* [Task statement]: Look through the entries that follow and return each line that has the string "Debug".

<<<<

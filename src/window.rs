// src/window.rs
//! # Window Evaluator
//! Decides which occurrences are due at `now`. Pure: no I/O, no clock reads.
//!
//! Policy: an occurrence fires only while `now` is inside its half-open
//! window `[anchor, anchor + tolerance)` and its key is not yet in the
//! ledger. A window that closed without a pass landing in it is skipped for
//! good. Calendar occurrences are named after the local date the window
//! *starts* on, so a late-evening window that runs past midnight still maps
//! to the previous day.

use chrono::{DateTime, Datelike, Duration, NaiveDate, NaiveTime, Offset, TimeZone, Utc};
use chrono_tz::Tz;
use std::collections::HashSet;

use crate::category::Category;
use crate::config::rules::{Cardinality, Trigger, TriggerRule};
use crate::ingest::types::Event;
use crate::keys;
use crate::ledger::Ledger;

#[derive(Debug, Clone, Copy, PartialEq, Eq)]
pub enum WindowPhase {
    Pending,
    Open,
    Closed,
}

/// Half-open delivery window `[start, end)`.
#[derive(Debug, Clone, Copy, PartialEq, Eq)]
pub struct Window {
    pub start: DateTime<Utc>,
    pub end: DateTime<Utc>,
}

impl Window {
    pub fn new(anchor: DateTime<Utc>, tolerance: Duration) -> Self {
        Self {
            start: anchor,
            end: anchor + tolerance,
        }
    }

    pub fn phase(&self, now: DateTime<Utc>) -> WindowPhase {
        if now < self.start {
            WindowPhase::Pending
        } else if now < self.end {
            WindowPhase::Open
        } else {
            WindowPhase::Closed
        }
    }

    pub fn contains(&self, now: DateTime<Utc>) -> bool {
        self.phase(now) == WindowPhase::Open
    }
}

/// One concrete thing a category may notify about.
#[derive(Debug, Clone, Copy, PartialEq)]
pub enum Occurrence<'a> {
    Event(&'a Event),
    Day(NaiveDate),
    /// A weekly occurrence, identified by the local date its window starts on.
    Week { anchor_date: NaiveDate },
}

impl Occurrence<'_> {
    pub fn key(&self) -> String {
        match self {
            Occurrence::Event(ev) => keys::event_key(ev),
            Occurrence::Day(d) => keys::day_key(*d),
            Occurrence::Week { anchor_date } => keys::week_key(*anchor_date),
        }
    }
}

#[derive(Debug, Clone)]
pub struct Due<'a> {
    pub occurrence: Occurrence<'a>,
    pub key: String,
    pub window: Window,
}

/// Result of evaluating one category at one instant.
#[derive(Debug, Clone, Default)]
pub struct Evaluation<'a> {
    /// Open, not yet delivered; ordered by window start.
    pub due: Vec<Due<'a>>,
    /// Windows not yet open.
    pub pending: usize,
    /// Windows already closed without a recorded delivery.
    pub missed: usize,
    /// Open windows whose key is already in the ledger.
    pub already_sent: usize,
}

/// Local wall-clock time on `date` as a UTC instant.
///
/// Ambiguous times (DST fall-back) take the earlier instant; times inside a
/// DST gap are shifted forward by the gap length.
pub fn resolve_local(tz: Tz, date: NaiveDate, hour: u32, minute: u32) -> Option<DateTime<Utc>> {
    let naive = date.and_time(NaiveTime::from_hms_opt(hour, minute, 0)?);
    if let Some(dt) = tz.from_local_datetime(&naive).earliest() {
        return Some(dt.with_timezone(&Utc));
    }
    let before = tz
        .from_local_datetime(&(naive - Duration::hours(3)))
        .earliest()?;
    let offset = before.offset().fix().local_minus_utc();
    Some((naive - Duration::seconds(i64::from(offset))).and_utc())
}

/// Window of an event-relative trigger; `None` when it falls outside the
/// representable time range.
pub fn event_window(ev: &Event, offset_minutes: i64, tolerance: Duration) -> Option<Window> {
    let anchor = ev
        .occurs_at
        .with_timezone(&Utc)
        .checked_add_signed(Duration::try_minutes(offset_minutes)?)?;
    let end = anchor.checked_add_signed(tolerance)?;
    Some(Window { start: anchor, end })
}

/// Local dates whose absolute-trigger window could still contain `now`,
/// oldest first, paired with their windows.
pub fn calendar_windows(rule: &TriggerRule, now: DateTime<Utc>, tz: Tz) -> Vec<(NaiveDate, Window)> {
    let Trigger::Absolute {
        hour,
        minute,
        weekday,
    } = rule.trigger
    else {
        return Vec::new();
    };

    let today = now.with_timezone(&tz).date_naive();
    let lookback = rule.tolerance_minutes / (24 * 60) + 1;

    let mut out = Vec::new();
    for back in (0..=lookback).rev() {
        let Some(date) = today.checked_sub_signed(Duration::days(back)) else {
            continue;
        };
        if weekday.is_some_and(|wd| date.weekday() != wd) {
            continue;
        }
        if let Some(anchor) = resolve_local(tz, date, hour, minute) {
            out.push((date, Window::new(anchor, rule.tolerance())));
        }
    }
    out
}

/// Evaluate one category against the ledger at `now`.
pub fn evaluate<'a>(
    category: Category,
    rule: &TriggerRule,
    now: DateTime<Utc>,
    events: &'a [Event],
    tz: Tz,
    ledger: &Ledger,
) -> Evaluation<'a> {
    let mut candidates: Vec<(Occurrence<'a>, Window)> = match (rule.trigger, rule.cardinality) {
        (Trigger::EventRelative { offset_minutes }, _) => events
            .iter()
            .filter_map(|ev| {
                let window = event_window(ev, offset_minutes, rule.tolerance());
                if window.is_none() {
                    tracing::warn!(title = %ev.title, offset_minutes, "event window out of range, skipped");
                }
                window.map(|w| (Occurrence::Event(ev), w))
            })
            .collect(),
        (Trigger::Absolute { .. }, Cardinality::OncePerWeek) => calendar_windows(rule, now, tz)
            .into_iter()
            .map(|(d, w)| (Occurrence::Week { anchor_date: d }, w))
            .collect(),
        (Trigger::Absolute { .. }, _) => calendar_windows(rule, now, tz)
            .into_iter()
            .map(|(d, w)| (Occurrence::Day(d), w))
            .collect(),
    };
    candidates.sort_by(|(oa, wa), (ob, wb)| {
        wa.start.cmp(&wb.start).then_with(|| match (oa, ob) {
            (Occurrence::Event(a), Occurrence::Event(b)) => a.title.cmp(&b.title),
            _ => std::cmp::Ordering::Equal,
        })
    });

    let mut out = Evaluation::default();
    let mut seen: HashSet<String> = HashSet::new();

    for (occurrence, window) in candidates {
        let key = occurrence.key();
        let sent = ledger.contains(category, &key);
        match window.phase(now) {
            WindowPhase::Pending => out.pending += 1,
            WindowPhase::Closed => {
                if !sent {
                    out.missed += 1;
                }
            }
            WindowPhase::Open if sent => out.already_sent += 1,
            WindowPhase::Open => {
                if seen.insert(key.clone()) {
                    out.due.push(Due {
                        occurrence,
                        key,
                        window,
                    });
                }
            }
        }
    }

    out
}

>>>>

* [Output]:
#[derive(Debug, Clone, Copy, PartialEq, Eq)]
#[derive(Debug, Clone, Copy, PartialEq, Eq)]
#[derive(Debug, Clone, Copy, PartialEq)]
#[derive(Debug, Clone)]
#[derive(Debug, Clone, Default)]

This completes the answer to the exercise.